Anda di halaman 1dari 7

BAB II

KAJIAN PUSTAKA

A. Landasan Teori

1. Manajemen Pemasaran

Menurut Kotler dan Keller (2009) manajemen pemasaran adalah seni dan ilmu memilih pasar sasaran
dan meraih, mempertahankan, serta menumbuhkan pelanggan dengan menciptakan, menghantarkan,
dan mengkomunikasikan nilai pelanggan yang unggul. Kotler dan Amstrong (2008) menyatakan bahwa
manajemen pemasaran adalah analisis, perencanaan, implementasi, dan pengendalian program yang
didesain untuk menciptakan, membangun, dan mempertahankan pertukaran yang menguntungkan
dengan pembeli sasaran, untuk mencapai tujuan perusahaan. Selanjutnya, menurut Fandy Tjiptono
(2011) manajemen pemasaran merupakan sistem total aktivitas bisnis yang dirancang untuk
merencanakan, menetapkan harga, dan mendistribusikan produk, jasa dan gagasan yang mampu
memuaskan keinginan pasar sasaran dalam rangka mencapai tujuan organisasional. Definisi ini
menjelaskan bahwa manajemen pemasaran terdiri dari berbagai kegiatan untuk menghadirkan produk
yang dapat dengan mudah diterima atau memiliki kesesuaian dari segi harga, desain, dan kinerja produk
dengan keinginan calon pengguna.

2. Brand (Merek)

Menurut Durianto (2001) merek merupakan nama, istilah, simbol desain, ataupun kombinasinya yang
mengidentifikasikan suatu produk atau jasa yang dihasilkan oleh suatu perusahaan. Kotler (2004)
menyatakan bahwa merek membedakan penjual, produsen, atau produk dari penjual, produsen, atau
produk yang lain. Merek dapat berupa nama dan simbol. Sebagai penjual ia diberi hak eksklusif untuk
menggunakan mereknya. Selanjutnya UU Merek No. 15 tahun 2001 pasal 1 ayat 1 menyatakan bahwa
merek adalah tanda berupa gambar, nama, kata, huruf-huruf, angka-angka, susunan warna atau
kombinasi dari unsur-unsur tersebut yang memiliki daya pembeda dan digunakan dalam kegiatan
perdagangan atau jasa.

Merek mempunyai dua unsur yaitu brand name yang terdiri dari huruf-huruf atau kata-kata yang dapat
terbaca, serta brand mark yang berbentuk simbol, desain, atau warna yang spesifik. Kedua unsur dari
sebuah merek selain berguna untuk mempermudah konsumen, juga berguna untuk menggali dan
mengidentifikasi barang atau jasa yang hendak dibeli (Rangkuti, 2004). Dari pengertian di atas, peneliti
menyimpulkan bahwa brand (merek) adalah kombinasi dari nama dan simbol yang dapat membantu
konsumen dalam mengingat suatu produk, membedakan produk dari merek yang satu dengan merek
lain, dan meyakinkan konsumen bahwa mereka akan mendapat kualitas yang konsisten dari suatu
produk yang dikonsumsi.

3. Brand Equity (Ekuitas Merek)

a.
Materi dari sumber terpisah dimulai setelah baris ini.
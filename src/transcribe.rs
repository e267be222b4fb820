//! Speech-to-text collaborator: shells out to the Whisper CLI.
//!
//! A [`Transcriber`] is built once per run and holds the model and
//! language choices; the engine itself stays a black box behind the CLI.

use std::path::{Path, PathBuf};
use std::process::Command;

use crate::error::{LyrseekError, Result};

/// One transcribed audio file: source name and transcript text
#[derive(Debug, Clone)]
pub struct Transcript {
    pub file: String,
    pub text: String,
}

/// Owned handle to the external Whisper CLI
pub struct Transcriber {
    model: String,
    language: Option<String>,
}

impl Transcriber {
    pub fn new(model: impl Into<String>, language: Option<String>) -> Self {
        Self {
            model: model.into(),
            language,
        }
    }

    /// Transcribe a single audio file, writing `<stem>.txt` under `out_dir`
    /// and returning the transcript text.
    pub fn transcribe_file(&self, audio: &Path, out_dir: &Path) -> Result<String> {
        let mut cmd = Command::new("whisper");
        cmd.arg(audio)
            .args(["--model", &self.model])
            .args(["--output_format", "txt"])
            .arg("--output_dir")
            .arg(out_dir);
        if let Some(ref lang) = self.language {
            cmd.args(["--language", lang]);
        }

        let output = cmd.output().map_err(|e| {
            if e.kind() == std::io::ErrorKind::NotFound {
                LyrseekError::WhisperNotInstalled(e.to_string())
            } else {
                LyrseekError::WhisperFailed(e.to_string())
            }
        })?;

        if !output.status.success() {
            let stderr = String::from_utf8_lossy(&output.stderr);
            return Err(LyrseekError::WhisperFailed(stderr.trim().to_string()));
        }

        let transcript_path = transcript_path(audio, out_dir);
        let text = std::fs::read_to_string(&transcript_path)?;
        Ok(text.trim().to_string())
    }

    /// Transcribe every .mp3 file in a folder. Per-file failures are
    /// reported through `on_error` and skipped; one bad file never aborts
    /// the batch. Returns transcripts in filename order.
    pub fn transcribe_folder(
        &self,
        folder: &Path,
        out_dir: &Path,
        mut on_error: impl FnMut(&str, &LyrseekError),
    ) -> Result<Vec<Transcript>> {
        std::fs::create_dir_all(out_dir)?;

        let mut files: Vec<PathBuf> = std::fs::read_dir(folder)?
            .filter_map(|entry| entry.ok().map(|e| e.path()))
            .filter(|p| {
                p.extension()
                    .and_then(|e| e.to_str())
                    .is_some_and(|e| e.eq_ignore_ascii_case("mp3"))
            })
            .collect();
        files.sort();

        let mut transcripts = Vec::new();
        for path in files {
            let name = path
                .file_name()
                .map(|n| n.to_string_lossy().into_owned())
                .unwrap_or_default();
            match self.transcribe_file(&path, out_dir) {
                Ok(text) if !text.is_empty() => transcripts.push(Transcript { file: name, text }),
                Ok(_) => {}
                Err(e) => on_error(&name, &e),
            }
        }
        Ok(transcripts)
    }
}

/// Where the Whisper CLI writes the transcript for a given input file
fn transcript_path(audio: &Path, out_dir: &Path) -> PathBuf {
    let stem = audio
        .file_stem()
        .map(|s| s.to_string_lossy().into_owned())
        .unwrap_or_default();
    out_dir.join(format!("{}.txt", stem))
}

/// Read previously written transcripts back from an output directory, in
/// filename order. Unreadable or empty files are skipped.
pub fn read_transcripts_from_dir(out_dir: &Path) -> Vec<Transcript> {
    let Ok(entries) = std::fs::read_dir(out_dir) else {
        return Vec::new();
    };

    let mut paths: Vec<PathBuf> = entries
        .filter_map(|entry| entry.ok().map(|e| e.path()))
        .filter(|p| {
            p.extension()
                .and_then(|e| e.to_str())
                .is_some_and(|e| e.eq_ignore_ascii_case("txt"))
        })
        .collect();
    paths.sort();

    let mut transcripts = Vec::new();
    for path in paths {
        let Ok(content) = std::fs::read_to_string(&path) else {
            continue;
        };
        let text = content.trim().to_string();
        if text.is_empty() {
            continue;
        }
        let file = path
            .file_name()
            .map(|n| n.to_string_lossy().into_owned())
            .unwrap_or_default();
        transcripts.push(Transcript { file, text });
    }
    transcripts
}

/// Status of the Whisper CLI installation
#[derive(Debug, Clone, PartialEq)]
pub enum WhisperStatus {
    Ready,
    Missing,
}

impl WhisperStatus {
    pub fn is_ready(&self) -> bool {
        matches!(self, WhisperStatus::Ready)
    }

    pub fn install_instructions(&self) -> &'static str {
        match self {
            WhisperStatus::Ready => "Whisper CLI is ready",
            WhisperStatus::Missing => "Install with: pip install openai-whisper (requires ffmpeg)",
        }
    }
}

/// Check if the Whisper CLI is available
pub fn check_whisper() -> WhisperStatus {
    let available = Command::new("whisper")
        .arg("--help")
        .output()
        .map(|o| o.status.success())
        .unwrap_or(false);

    if available {
        WhisperStatus::Ready
    } else {
        WhisperStatus::Missing
    }
}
Pengertian Brand Equity

Adapun pengertian menurut Kotler dan Keller (2007) yang menyatakan ekuitas merek sebagai nilai
tambah yang diberikan kepada produk dan jasa. Nilai ini bisa dicerminkan dalam bentuk caraseorang
konsumen dalam berpikir, merasa, dan bertindak terhadap merek, harga, pangsa pasar, dan
profitabilitas yang dimiliki perusahaan
b. Dimensi Brand Equity

Menurut David A. Aaker dalam Durianto (2001) brand equity dapat dikelompokkan ke dalam lima
dimensi yaitu:

1) Brand awareness

Brand awareness adalah dimensi yang menunjukkan kesanggupan seorang calon pembeli untuk
mengenali atau mengingat kembali bahwa suatu merek merupakan bagian dari kategori produk
tertentu.

2) Brand association

Brand association adalah dimensi yang mecerminkan pencitraan suatu merek terhadap suatu kesan
tertentu dalam kaitannya dengan kebiasaan, gaya hidup, manfaat, atribut produk, geografis, harga,
pesaing, dan lain-lain.

3) Perceived quality

Perceived quality adalah dimensi yang mencerminkan persepsi pelanggan terhadap keseluruhan kualitas
atau keunggulan suatuproduk atau jasa layanan berkenaan dengan maksud yang diharapkan.

4) Brand loyalty

Brand loyalty adalah dimensi yang mencerminkan tingkat ketertarikan konsumen dengan suatu produk.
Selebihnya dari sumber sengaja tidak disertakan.